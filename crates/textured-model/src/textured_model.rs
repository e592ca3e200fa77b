//! A static model drawn with one texture shared by all of its meshes.

use std::path::Path;

use common::framework::FrameworkError;
use common::gfx::*;
use common::model;
use common::transform::Transform;
use material_only::material_model::FALLBACK_MATERIAL;

use crate::shader::{TexturedCall, TexturedShader, TexturedVertex};

struct Part<D: GraphicsDevice> {
    call: TexturedCall<D>,
    material: Material,
}

pub struct TexturedModel<D: GraphicsDevice> {
    parts: Vec<Part<D>>,
    texture: Texture<D>,
    pub transform: Transform,
}

impl<D: GraphicsDevice> TexturedModel<D> {
    pub fn load(
        device: &D,
        model_path: impl AsRef<Path>,
        texture_path: impl AsRef<Path>,
        transform: Transform,
    ) -> Result<Self, FrameworkError> {
        let meshes = model::load_obj(model_path)?;
        let texture = Texture::new(device, &TextureData::load_png(texture_path)?)?;

        let parts = meshes
            .iter()
            .map(|mesh| {
                let call = RenderCall::new(device, &TexturedVertex::from_mesh(mesh), &mesh.indices)
                    .inspect_err(|e| log::error!("Failed to upload {}: {e}", mesh.name))?;
                let material = mesh.material.map_or(FALLBACK_MATERIAL, Material::from);
                Ok(Part { call, material })
            })
            .collect::<Result<Vec<_>, DeviceError>>()?;

        Ok(Self {
            parts,
            texture,
            transform,
        })
    }

    pub fn mesh_count(&self) -> usize {
        self.parts.len()
    }

    pub fn texture(&self) -> &Texture<D> {
        &self.texture
    }

    pub fn render<C>(&self, context: &mut C, shader: &mut TexturedShader<D>) -> Result<(), ShaderError>
    where
        C: GraphicsContext<Device = D>,
    {
        shader.set_model_transform(self.transform.matrix());
        shader.set_texture(&self.texture);
        for part in &self.parts {
            shader.set_object_material(part.material);
            shader.render(context, &part.call)?;
        }
        Ok(())
    }
}

#[cfg(test)]
mod tests {
    use super::*;
    use crate::testing::{fake_bytecode, man_fixture};
    use common::gfx::headless::{Command, HeadlessContext, HeadlessDevice};
    use common::gfx::TextureError;

    #[test]
    fn loads_meshes_and_texture() {
        let device = HeadlessDevice::new();
        let (model, texture) = man_fixture("load");
        let man = TexturedModel::load(&device, model, texture, Transform::IDENTITY).unwrap();

        assert_eq!(man.mesh_count(), 1);
        assert_eq!(man.texture().size(), (2, 2));
        assert_eq!(man.parts[0].call.index_count(), 6);
        assert_eq!(man.parts[0].material, FALLBACK_MATERIAL);
    }

    #[test]
    fn render_uses_model_texture() {
        let device = HeadlessDevice::new();
        let mut shader = TexturedShader::new();
        shader
            .initialize_from(&device, &fake_bytecode("man-shader", TexturedShader::<HeadlessDevice>::NAME))
            .unwrap();

        let (model, texture) = man_fixture("render");
        let man = TexturedModel::load(&device, model, texture, Transform::IDENTITY).unwrap();

        let mut context = HeadlessContext::new();
        man.render(&mut context, &mut shader).unwrap();

        assert!(context.commands().iter().any(|command| matches!(
            command,
            Command::SetPsTexture { texture, .. } if texture == man.texture().handle()
        )));
        assert_eq!(context.draw_count(), 1);
    }

    #[test]
    fn missing_texture_file_fails_load() {
        let device = HeadlessDevice::new();
        let (model, texture) = man_fixture("no-png");
        std::fs::remove_file(&texture).unwrap();

        assert!(matches!(
            TexturedModel::load(&device, model, texture, Transform::IDENTITY),
            Err(FrameworkError::Texture(TextureError::Io { .. }))
        ));
    }
}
------------------------------------------------------------
* _Aim of the task_:
Working from the entries above, return all lines that contain "iter".

* _Answer_:
            .iter()
        assert!(context.commands().iter().any(|command| matches!(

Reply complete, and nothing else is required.